These are chat archives for nrinaudo/kantan.csv

30th
Jan 2017
Andrew Roberts
@aroberts
Jan 30 2017 17:14
@nrinaudo want a PR and test for that discriminator thing from last week? I’d be more than happy to port it over :)
Nicolas Rinaudo
@nrinaudo
Jan 30 2017 17:59
@aroberts That'd be great! The test might be tricky to write though, I have this whole laws framework setup that is natural to me but not documented at all and probably a mess to objective eyes... can we discuss this later when I'm in front of a proper computer?
Andrew Roberts
@aroberts
Jan 30 2017 18:09
sure thing
Andrew Roberts
@aroberts
Jan 30 2017 19:12
@nrinaudo this one should be simple: my use case is streaming data, rather than a static file. what’s the best way to get a reusable String -> T chain for T: RowDecoder?
Andrew Roberts
@aroberts
Jan 30 2017 19:20
I found stringReaderResource, but it’s not super clear what the proper chain is to go from Resource -> Decoder
Nicolas Rinaudo
@nrinaudo
Jan 30 2017 20:24
mmm... I think you might be mixing type classes here
A Resource is used to manipulate streams (of bytes or characters), a Decoder to turn encoded data into decoded values
@aroberts can you decribe your use case in a bit more details? I'm not clear how you go from streaming data to String -> T
Andrew Roberts
@aroberts
Jan 30 2017 20:27
@nrinaudo sure thing - it looks like the documentation is all oriented towards a use case where the client starts with something more or less like a csv file
be it an input stream, file object, url, whatever
Nicolas Rinaudo
@nrinaudo
Jan 30 2017 20:27
right.
Andrew Roberts
@aroberts
Jan 30 2017 20:27
my use case is a single CSV row
which I get at unpredictable but frequent intervals
Nicolas Rinaudo
@nrinaudo
Jan 30 2017 20:28
In that case, can't you just RowDecoder[YourType].decode(yourRow) ?
Andrew Roberts
@aroberts
Jan 30 2017 20:29
I think that takes Seq[String]
should I just handle the string reading out of band?
Nicolas Rinaudo
@nrinaudo
Jan 30 2017 20:29
sorry, don't know what I was thinking, of course you're right
well, it's not pretty, but you could always yourRow.readCsv[List, YourType]

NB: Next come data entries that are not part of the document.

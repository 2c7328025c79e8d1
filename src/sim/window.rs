//! Hour-of-day policy windows.

use std::fmt;
use std::hash::{Hash, Hasher};
use std::str::FromStr;

use serde::{Deserialize, Serialize};

use crate::error::WindowParseError;

const HOURS_PER_DAY: u32 = 24;
const ALL_HOURS: u32 = (1 << HOURS_PER_DAY) - 1;

/// A set of hours (0–23) during which a policy is active.
///
/// Built from a textual `HH-HH` interval. Equal endpoints mean "always";
/// otherwise the interval walks forward from start, wrapping past midnight,
/// and excludes the end hour. An empty string yields an empty (disabled) set.
///
/// Equality and hashing compare the covered hours only, so `"0-0"` equals
/// `"9-9"`. [`Display`](fmt::Display) still writes the interval as given.
///
/// # Examples
///
/// ```
/// use battery_sim::sim::window::TimeWindowSet;
///
/// let night: TimeWindowSet = "22-2".parse().unwrap();
/// assert_eq!(night.hours().collect::<Vec<_>>(), vec![0, 1, 22, 23]);
/// assert!(night.contains(23));
/// assert!(!night.contains(2));
/// ```
#[derive(Debug, Default, Clone, Copy, Serialize, Deserialize)]
#[serde(try_from = "String", into = "String")]
pub struct TimeWindowSet {
    mask: u32,
    bounds: Option<(u32, u32)>,
}

impl TimeWindowSet {
    /// The disabled window: matches no hour.
    pub const EMPTY: Self = Self {
        mask: 0,
        bounds: None,
    };

    /// Builds the window from its endpoints.
    ///
    /// # Errors
    ///
    /// Returns [`WindowParseError::OutOfRange`] if either endpoint is ≥ 24.
    pub fn from_hours(start: u32, end: u32) -> Result<Self, WindowParseError> {
        for hour in [start, end] {
            if hour >= HOURS_PER_DAY {
                return Err(WindowParseError::OutOfRange(hour));
            }
        }

        let mask = if start == end {
            ALL_HOURS
        } else {
            let mut mask = 0;
            let mut hour = start;
            while hour != end {
                mask |= 1 << hour;
                hour = (hour + 1) % HOURS_PER_DAY;
            }
            mask
        };

        Ok(Self {
            mask,
            bounds: Some((start, end)),
        })
    }

    /// Parses an optional interval; `None` and blank strings disable the window.
    ///
    /// # Errors
    ///
    /// Propagates [`WindowParseError`] for malformed intervals.
    pub fn parse_optional(interval: Option<&str>) -> Result<Self, WindowParseError> {
        interval.map_or(Ok(Self::EMPTY), str::parse)
    }

    /// Returns `true` when the policy is active at `hour`.
    pub fn contains(&self, hour: u8) -> bool {
        u32::from(hour) < HOURS_PER_DAY && self.mask & (1 << hour) != 0
    }

    pub fn is_empty(&self) -> bool {
        self.mask == 0
    }

    pub fn len(&self) -> usize {
        self.mask.count_ones() as usize
    }

    /// Active hours in ascending order.
    pub fn hours(&self) -> impl Iterator<Item = u8> + '_ {
        (0..HOURS_PER_DAY as u8).filter(|&hour| self.contains(hour))
    }
}

impl PartialEq for TimeWindowSet {
    fn eq(&self, other: &Self) -> bool {
        self.mask == other.mask
    }
}

impl Eq for TimeWindowSet {}

impl Hash for TimeWindowSet {
    fn hash<H: Hasher>(&self, state: &mut H) {
        self.mask.hash(state);
    }
}

impl FromStr for TimeWindowSet {
    type Err = WindowParseError;

    fn from_str(s: &str) -> Result<Self, Self::Err> {
        let s = s.trim();
        if s.is_empty() {
            return Ok(Self::EMPTY);
        }

        let (start, end) = s
            .split_once('-')
            .ok_or_else(|| WindowParseError::MissingSeparator(s.to_string()))?;
        Self::from_hours(parse_hour(start)?, parse_hour(end)?)
    }
}

fn parse_hour(raw: &str) -> Result<u32, WindowParseError> {
    let raw = raw.trim();
    raw.parse::<u32>()
        .map_err(|_| WindowParseError::NotAnInteger(raw.to_string()))
}

impl TryFrom<String> for TimeWindowSet {
    type Error = WindowParseError;

    fn try_from(value: String) -> Result<Self, Self::Error> {
        value.parse()
    }
}

impl From<TimeWindowSet> for String {
    fn from(window: TimeWindowSet) -> Self {
        window.to_string()
    }
}

impl fmt::Display for TimeWindowSet {
    fn fmt(&self, f: &mut fmt::Formatter<'_>) -> fmt::Result {
        match self.bounds {
            Some((start, end)) => write!(f, "{start:02}-{end:02}"),
            None => Ok(()),
        }
    }
}
//! Writers for simulated records (per-day JSONL, flat CSV) and the run summary.

use std::collections::BTreeMap;
use std::fs::{self, File};
use std::io::{self, BufWriter, Write};
use std::path::{Path, PathBuf};

use chrono::DateTime;
use chrono_tz::Tz;
use serde_json::Value;
use tracing::info;

use crate::error::ExportError;
use crate::sim::summary::SimulationSummary;
use crate::sim::types::EnergyRecord;

/// Column header for CSV export.
const HEADER: &str = "ts,hour,import,export,battery_solar_charge,battery_grid_charge,\
                      battery_discharge,battery_storage,battery_capacity_percent,battery_cycles";

/// Local calendar day (`YYYY-MM-DD`) of a Unix timestamp.
pub fn local_day(ts: i64, tz: Tz) -> Option<String> {
    DateTime::from_timestamp(ts, 0).map(|utc| utc.with_timezone(&tz).format("%Y-%m-%d").to_string())
}

/// Rounds every floating-point number in `value` to `places` decimals.
///
/// Integers are left untouched. Halves round away from zero.
pub fn round_floats(value: &mut Value, places: u32) {
    match value {
        Value::Number(n) if n.is_f64() => {
            if let Some(rounded) = n.as_f64().and_then(|x| {
                let scale = 10_f64.powi(places as i32);
                serde_json::Number::from_f64((x * scale).round() / scale)
            }) {
                *n = rounded;
            }
        }
        Value::Array(items) => items.iter_mut().for_each(|v| round_floats(v, places)),
        Value::Object(map) => map.values_mut().for_each(|v| round_floats(v, places)),
        _ => {}
    }
}

/// Writes records as JSON lines, one object per record.
///
/// # Errors
///
/// Returns an [`ExportError`] if serialization or writing fails.
pub fn write_jsonl<'a>(
    records: impl IntoIterator<Item = &'a EnergyRecord>,
    mut writer: impl Write,
    decimal_places: u32,
) -> Result<(), ExportError> {
    for record in records {
        let mut value = serde_json::to_value(record)?;
        round_floats(&mut value, decimal_places);
        serde_json::to_writer(&mut writer, &value)?;
        writer.write_all(b"\n")?;
    }
    writer.flush()?;
    Ok(())
}

/// Groups records by local day and writes each group to `<odir>/<day>.jsonl`.
///
/// Records carry their own `day` when the source provided one; otherwise it
/// is derived from the timestamp in `tz`. Each file is written in timestamp
/// order. Returns the paths written, which is empty for an empty input.
///
/// # Errors
///
/// Returns an [`ExportError`] if a timestamp has no calendar day or a file
/// cannot be written.
pub fn write_daily_jsonl(
    records: &[EnergyRecord],
    odir: &Path,
    tz: Tz,
    decimal_places: u32,
) -> Result<Vec<PathBuf>, ExportError> {
    let mut days: BTreeMap<String, Vec<&EnergyRecord>> = BTreeMap::new();
    for record in records {
        let day = match &record.day {
            Some(day) => day.clone(),
            None => local_day(record.timestamp, tz)
                .ok_or(ExportError::InvalidTimestamp(record.timestamp))?,
        };
        days.entry(day).or_default().push(record);
    }
    if days.is_empty() {
        return Ok(Vec::new());
    }

    fs::create_dir_all(odir).map_err(|source| ExportError::Io {
        path: odir.to_path_buf(),
        source,
    })?;

    let mut written = Vec::with_capacity(days.len());
    for (day, mut group) in days {
        group.sort_by_key(|r| r.timestamp);
        let path = odir.join(format!("{day}.jsonl"));
        let file = create(&path)?;
        write_jsonl(group, BufWriter::new(file), decimal_places)?;
        written.push(path);
    }

    info!(dir = %odir.display(), files = written.len(), "wrote daily records");
    Ok(written)
}

/// Exports records to a CSV file at the given path.
///
/// # Errors
///
/// Returns an [`ExportError`] if file creation or writing fails.
pub fn export_csv(records: &[EnergyRecord], path: &Path) -> Result<(), ExportError> {
    let file = create(path)?;
    write_csv(records, BufWriter::new(file))?;
    info!(path = %path.display(), rows = records.len(), "wrote csv");
    Ok(())
}

/// Writes records as CSV to any writer.
///
/// # Errors
///
/// Returns an [`ExportError`] if writing fails.
pub fn write_csv(records: &[EnergyRecord], writer: impl Write) -> Result<(), ExportError> {
    let mut wtr = csv::WriterBuilder::new().from_writer(writer);

    wtr.write_record(HEADER.split(',').map(str::trim))?;

    for r in records {
        wtr.write_record(&[
            r.timestamp.to_string(),
            r.hour_of_day.to_string(),
            format!("{:.4}", r.import_kwh),
            format!("{:.4}", r.export_kwh),
            format!("{:.4}", r.battery_solar_charge),
            format!("{:.4}", r.battery_grid_charge),
            format!("{:.4}", r.battery_discharge),
            format!("{:.4}", r.battery_storage),
            r.battery_capacity_percent.to_string(),
            format!("{:.4}", r.battery_cycles),
        ])?;
    }

    wtr.flush().map_err(csv::Error::from)?;
    Ok(())
}

/// Writes the run summary as pretty-printed JSON to `path`.
///
/// # Errors
///
/// Returns an [`ExportError`] if the file cannot be created or written.
pub fn export_summary_json(summary: &SimulationSummary, path: &Path) -> Result<(), ExportError> {
    let file = create(path)?;
    write_summary_json(summary, BufWriter::new(file))?;
    info!(path = %path.display(), "wrote summary");
    Ok(())
}

/// Writes the run summary as pretty-printed JSON, flushing before returning.
///
/// # Errors
///
/// Returns an [`ExportError`] if serialization, writing, or the final flush fails.
pub fn write_summary_json(
    summary: &SimulationSummary,
    mut writer: impl Write,
) -> Result<(), ExportError> {
    serde_json::to_writer_pretty(&mut writer, summary)?;
    writer.flush()?;
    Ok(())
}

fn create(path: &Path) -> Result<File, ExportError> {
    File::create(path).map_err(|source: io::Error| ExportError::Io {
        path: path.to_path_buf(),
        source,
    })
}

(provided you've imported kantan.csv.ops._)
that's essentially treating each row as an entire CSV resource
Andrew Roberts
@aroberts
Jan 30 2017 20:31
and then headOption to translate it? that’s what I have now (agreed, not pretty)
yeah- I was a little worried about instantiation overhead with that approach
do you have a gut feeling on that?
Nicolas Rinaudo
@nrinaudo
Jan 30 2017 20:32
Honestly, if there's any overhead, it should be minimal
well, alright, so there's a pretty good solution to your problem, but you won't like it
kantan.csv does have a scalaz-streams module
Andrew Roberts
@aroberts
Jan 30 2017 20:33
hmm
Nicolas Rinaudo
@nrinaudo
Jan 30 2017 20:33
it's kind of deprecated, since scalaz-streams has been superseded by fs2, but it works
Andrew Roberts
@aroberts
Jan 30 2017 20:33
is there anything cats-flavored?
(I don’t currently depend on scalaz, in favor of cats)
Nicolas Rinaudo
@nrinaudo
Jan 30 2017 20:34
not out of the box, but I'm pretty sure fs2 is supports either, and it should be fairly simple to write an fs2 module
I've not done it yet because kantan.csv still supports 2.10, but fs2 does not
but now that I think of it, that sounds like a lot of work when what you have is perfectly serviceable
to summarize this whole conversation: now I understand what you mean, and no, kantan.csv does not have first party support for your use case
Andrew Roberts
@aroberts
Jan 30 2017 20:36
I’ll stick with what I have for now, but I might open a ticket for a clearer interface to that - though, you might say, streaming individual CSV lines seems like a bad idea. I’d agree with you - but what can you do?
thanks :)
Nicolas Rinaudo
@nrinaudo
Jan 30 2017 20:38
your use case is actually sorted by treating each row as an entire CSV file. But I've had request for handling chunks of data, swallowing them up until an entire row was available, then decoding that
that's a much more complicated use case, one for which kantan.csv's iterator-like model is very ill-suited
if you want to talk about that PR - how would you feel about write both the decoder and the encoder?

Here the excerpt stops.